OECD, It’s Time for Export Credit Agencies to Stop Funding Fossil Fuels

OECD, It’s Time for Export Credit Agencies to Stop Funding Fossil Fuels

Precisely as the world’s attention is focused on addressing climate devastation at the 23rd United Nations Climate Conference (COP23) in Bonn, Germany, the largest public drivers of fossil fuel financing are meeting a mere 320 miles away in Paris. The irony couldn’t be starker. Representatives of the very same countries singing their own praises in Bonn are fomenting climate disaster from Paris, at a meeting of export credit agencies (ECAs) at the Organization of Cooperation and Development (OECD) Export Credit Group.

Export credit agencies have a multi-billion dollar addiction to fossil fuels

Export credit agencies (ECAs) — which are bodies funded by taxpayers to support business overseas — are world leaders in public support for climate destruction. While relatively obscure but powerful institutions, ECAs provide government-backed loans, guarantees, insurance, and credits to projects overseas — including many energy projects — in the hopes of boosting their home countries’ exports and creating and maintaining jobs. According to a recent report by Friends of the Earth U.S. and Oil Change International, ECAs fund almost $40 billion worth of fossil fuel projects each year. That is a whopping 12 times more than what they spend on clean energy projects. The worst offender is Japan, providing $13 billion per year to fossil fuels. ECAs provide significantly more support to fossil fuels and substantially less support to renewables than either major development finance institutions or multilateral development banks.

Friends of the Earth International partners calling for an end to dirty energy at Bonn climate justice march, November 2017,


Moreover, ECAs seem set on ensuring that fossil fuels remain the dominant source of energy for decades to come. Case in point, 23 percent of their oil and gas financing over 2013–5 went toward exploration of new oil and gas resources. Yet the potential carbon emissions from oil, gas, and coal in the world’s currently operating fields and mines would take us beyond levels of warming that scientists have determined to be safe.

ECA financing does not match domestic fossil fuel restrictions

Many countries have declared that they will be phasing out domestic use of coal-fired power plants, and this list is growing — Austria, Canada, Finland, France, Germany, Italy, Netherlands, South Korea, and the United Kingdom. While recognizing that fossil fuels pollute local air and water and contribute to climate change in their own countries, these and other OECD countries seem to disregard the impact of their fossil fuel projects abroad.

Take the Long Phu 1 coal plant that ECAs are considering in Vietnam. This coal plant would produce at least 6.3 million tonnes of carbon dioxide each year. Even though Jim Kim, the head of the World Bank, has called the coal plans in Vietnam and the region a “disaster for the planet,” multiple OECD ECAs are considering supporting Long Phu 1.
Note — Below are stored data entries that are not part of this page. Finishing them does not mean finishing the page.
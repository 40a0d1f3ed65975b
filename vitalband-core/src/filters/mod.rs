//! Signal Conditioning Filters
//!
//! Every filter is a small owned state struct plus a pure update function of
//! the shape `(state, input) -> (output, new_state)`. Each channel owns its
//! own instances; nothing is shared between channels and nothing lives in a
//! `static`.
//!
//! The same update is also available as a `&mut self` method, which is what
//! the channels use on the hot path. Both forms run identical arithmetic.
//!
//! | Filter | Input | Output | Used by |
//! |--------|-------|--------|---------|
//! | [`DcTracker`] | `u16` | `i32` residual | heart rate |
//! | [`FirState`] | `i16` | `i16` low-passed | heart rate |
//! | [`MovingAverage`] | `i32` | `i32` mean | pulse, respiratory |
//! | [`Derivative`] | `i32` | `i32` delta | pulse, motion |
//!
//! None of these log or allocate.

pub mod dc;
pub mod derivative;
pub mod fir;
pub mod moving_average;

pub use dc::{dc_remove, DcTracker};
pub use derivative::{derivative, Derivative};
pub use fir::{fir_lowpass, FirState};
pub use moving_average::{moving_average, MovingAverage};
Pland for Long Phu 1 coal plant in Vietnam. Photo via Ecoba Vietnam.


Other institutions are restricting oil and gas financing; ECAs should too

While OECD ECAs do have limited restrictions on the financing of coal plants, they still allow the financing of certain coal plants, related coal infrastructure (like coal mining equipment and rail cars to transport coal), and all oil and gas projects. Meanwhile, other financial institutions, even private ones, are stepping up and curbing their support for fossil fuels. BNP Paribas recently announced that it was restricting financing for oil and gas projects from shale and/or oil from tar sands as well as exploration and production projects in the Arctic. The African Development Bank and the Asian Development Bank no longer finance oil and gas exploration projects, and the Big Shift Global campaign is calling on all development banks to stop funding fossil fuels. Even one of their own — the Swedish ECA, Sweden SEK — aims to restrict its fossil fuel support by joining Sweden’s Fossil Free initiative.

These government-led bodies must recognize that the restrictions they have put in place on coal are not enough to align their financing with the goal of preventing the devastating impacts of climate change. In fact, ECA fossil fuel financing threatens the very integrity of the Paris Agreement. Providing tens of billions of dollars every year to new fossil fuel projects, including the exploration and production of new fossil fuels, will catapult the world’s global warming past the 2 degree Celsius ceiling of the Paris Agreement. As they gather in the shadow of the UN Climate Conference, ECAs must cease business as usual and finally move in a new and more sustainable direction by ending all support of fossil fuels by 2020 at the latest.